A definition of FLOW is "the sensation of intense competent mastery over one's environment by the accretion of a series of small, self-reinforcing successes during the course of executing a self-directed goal of high difficulty or danger, and requiring total immersion and absorption as well as complete concentration.”

In more colloquial terms, Flow occurs when "everything comes together" or falls into place, like when an athlete feels "in the zone" or like when a military sniper prepares himself for the moment of releasing the shot. The perception of the passage of time by a person in a state of flow is that time "slows down" relative to the happenings in the outward world. There must be clearly defined goals and progress, but with an uncertainty of the outcome; there must be an immediate "feedback," of rewards or penalties for one's actions; and, confidence in one's own perceived ability.
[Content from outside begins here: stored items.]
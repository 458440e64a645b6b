use crate::error::Result;
use crate::loader::{column_index, open_source, row_error, LoadOptions, COURSE_FIELD};
use crate::matrix::RatingMatrix;
use csv::ReaderBuilder;
use std::{collections::BTreeSet, io::Read, path::Path};
use tracing::info;

/// The set of courses offered in a domain.
#[derive(Debug, Clone, Default, PartialEq)]
pub struct Catalog {
    courses: BTreeSet<String>,
}

impl Catalog {
    pub fn contains(&self, course: &str) -> bool {
        self.courses.contains(course)
    }

    pub fn len(&self) -> usize {
        self.courses.len()
    }

    pub fn is_empty(&self) -> bool {
        self.courses.is_empty()
    }

    pub fn courses(&self) -> impl Iterator<Item = &str> {
        self.courses.iter().map(String::as_str)
    }

    /// Catalogued courses nobody has rated.
    pub fn unrated_courses<'a>(&'a self, matrix: &'a RatingMatrix) -> Vec<&'a str> {
        self.courses()
            .filter(|course| !matrix.contains(course))
            .collect()
    }

    /// Rated courses missing from the catalog.
    pub fn uncatalogued_courses<'a>(&self, matrix: &'a RatingMatrix) -> Vec<&'a str> {
        matrix
            .courses()
            .filter(|course| !self.contains(course))
            .collect()
    }
}

impl<S: Into<String>> FromIterator<S> for Catalog {
    fn from_iter<I: IntoIterator<Item = S>>(iter: I) -> Self {
        Self {
            courses: iter.into_iter().map(Into::into).collect(),
        }
    }
}

/// Reads a catalog table; only its `course` column is used. Blank labels are skipped.
pub fn load_catalog<R: Read>(reader: R, options: &LoadOptions) -> Result<Catalog> {
    let mut rdr = ReaderBuilder::new()
        .delimiter(options.delimiter)
        .has_headers(true)
        .flexible(true)
        .from_reader(reader);

    let course_idx = column_index(rdr.headers().map_err(row_error)?, COURSE_FIELD)?;

    let mut courses = BTreeSet::new();
    for row in rdr.records() {
        let row = row.map_err(row_error)?;
        if let Some(course) = row.get(course_idx).map(str::trim).filter(|c| !c.is_empty()) {
            courses.insert(course.to_string());
        }
    }
    Ok(Catalog { courses })
}

pub fn load_catalog_path(path: impl AsRef<Path>, options: &LoadOptions) -> Result<Catalog> {
    let path = path.as_ref();
    let catalog = load_catalog(open_source(path)?, options)?;
    info!(path = %path.display(), course_count = catalog.len(), "Catalog loaded");
    Ok(catalog)
}
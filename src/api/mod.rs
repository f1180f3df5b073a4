//! HTTP client for the Dockstore webservice.
//!
//! Wraps `reqwest` with the conventions every command relies on: bearer-token
//! authentication, mapping of unreachable servers to [`Error::ConnectionError`] and
//! of non-success statuses to [`Error::ApiError`] with the server's message.

mod trs;
mod tool;
mod user;
mod workflow;

use reqwest::{Method, RequestBuilder, Response};
use serde::{de::DeserializeOwned, Serialize};
use tracing::debug;

use crate::{config::Config, error::Error, model::api::ErrorDto};

/// Client bound to one webservice and, optionally, one user token.
#[derive(Clone)]
pub struct ApiClient {
    http: reqwest::Client,
    base_url: String,
    token: Option<String>,
}

impl ApiClient {
    /// Creates a client for the webservice named in the config.
    pub fn new(config: &Config) -> Result<Self, Error> {
        let http = reqwest::Client::builder()
            .user_agent(concat!("dockstore-cli/", env!("CARGO_PKG_VERSION")))
            .build()?;

        Ok(Self {
            http,
            base_url: config.server_url.clone(),
            token: config.token.clone(),
        })
    }

    fn request(&self, method: Method, path: &str) -> RequestBuilder {
        let url = format!("{}{}", self.base_url, path);
        debug!(%method, %url, "Sending API request");

        let builder = self.http.request(method, url);
        match &self.token {
            Some(token) => builder.bearer_auth(token),
            None => builder,
        }
    }

    /// Sends the request and checks the status, without decoding the body.
    async fn send(&self, builder: RequestBuilder) -> Result<Response, Error> {
        let response = builder.send().await.map_err(|source| {
            if source.is_connect() || source.is_timeout() {
                Error::ConnectionError {
                    url: self.base_url.clone(),
                    source,
                }
            } else {
                Error::ReqwestError(source)
            }
        })?;

        let status = response.status();
        debug!(%status, url = %response.url(), "Received API response");

        if status.is_success() {
            return Ok(response);
        }

        let body = response.text().await.unwrap_or_default();
        let message = serde_json::from_str::<ErrorDto>(&body)
            .map(|dto| dto.error)
            .unwrap_or_else(|_| {
                if body.is_empty() {
                    status.canonical_reason().unwrap_or("no reason given").to_string()
                } else {
                    body
                }
            });

        Err(Error::ApiError {
            status: status.as_u16(),
            message,
        })
    }

    async fn get<T: DeserializeOwned>(&self, path: &str) -> Result<T, Error> {
        let response = self.send(self.request(Method::GET, path)).await?;
        Ok(response.json().await?)
    }

    async fn post<B: Serialize + ?Sized, T: DeserializeOwned>(
        &self,
        path: &str,
        body: &B,
    ) -> Result<T, Error> {
        let response = self
            .send(self.request(Method::POST, path).json(body))
            .await?;
        Ok(response.json().await?)
    }

    async fn delete(&self, path: &str) -> Result<(), Error> {
        self.send(self.request(Method::DELETE, path)).await?;
        Ok(())
    }

    /// Fails with a client error before any request when no token is configured.
    fn require_token(&self) -> Result<(), Error> {
        match self.token {
            Some(_) => Ok(()),
            None => Err(Error::ClientError(
                "This command requires a token, please add `token = ...` to your config file"
                    .to_string(),
            )),
        }
    }
}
Flow generally induces: (1) a generalized feeling of well-being, (2) a calm exaltation (not a drug high), and (3) the feeling of personal transcendence over the surrounding environmental conditions.


Flow occurs in many circumstances; for instance, imagine a lead surgeon in the operating room, issuing various commands to the nurses and other doctors, who begins to feel a sense of competent mastery over his environment, and is in a highly focused state of concentration -- successfully performing one small task after another, and then another: that surgeon is in a state of "flow".


Now, the above describes "positive" flow. That's the state of mind that you’d aspire to attain. Flow, however, can also be used "negatively," as a defense mechanism to insulate yourself from your environment:


For instance, suppose you're a thousand feet high on a rock wall, and if you look down, you see a drop of a thousand feet. You can readily develop vertigo and fall. The technique employed in "negative" flow is blocking the outside world by focusing on the immediate activity of one's hands working the ironmongery attaching you to the wall, to the exclusion of the environment about you. See my Poem, Fear and Flow, p.149 of my Book, supra.


Thus, flow is not only a pleasurable state of being to be sought after and attained, but can also serve as a defense mechanism against fear—to focus one's attention on the micro-activity at hand, and NOT LOOK DOWN!


Ideally, you want to achieve a state of mind where everything is going right: e.g., because you've made the correct preparations, you have avoided, or minimized, creation of "subjective" hazards; further, no "objective" dangers pose a perceptible risk, and thus you perceive that everything is going well. A sense of Flow develops not all of the sudden, but bit by bit, by the performance of one successful task after another, seriatim, building up your confidence—THAT IS THE KEY TO FLOW! It makes you feel self-confident that you are in control of what you're doing, that you are "equal to the task".


A person is called "alienated" from the object of his work when he feels that his skills are inadequate to do the job. By contrast, a person experiences something called "anomie" when he/she feels that his/her capabilities far, far exceed the job that he/she is given to do. Flow can only exist when you don't have either alienation or anomie. When you feel that your capabilities are equal to and being used correctly by the task at hand ; that's the only circumstance in which flow can even begin to occur. Otherwise, you are either frightened because you feel that you can't do the job or you're bored because you feel the job is beneath you.


I urge you to "Google" the term "Flow"! It's a well-recognized and well-studied state of mind.

REFERENCES: For further exploration of the concept of "Flow" in mountaineering, as well as the phenomenon of alienation and anomie, see, Mountain Experience, The Psychology and Sociology of Adventure, by Richard G. Mitchell, Jr. (The U. of Chicago Press: 1983), at pp. 153, 177, and passim.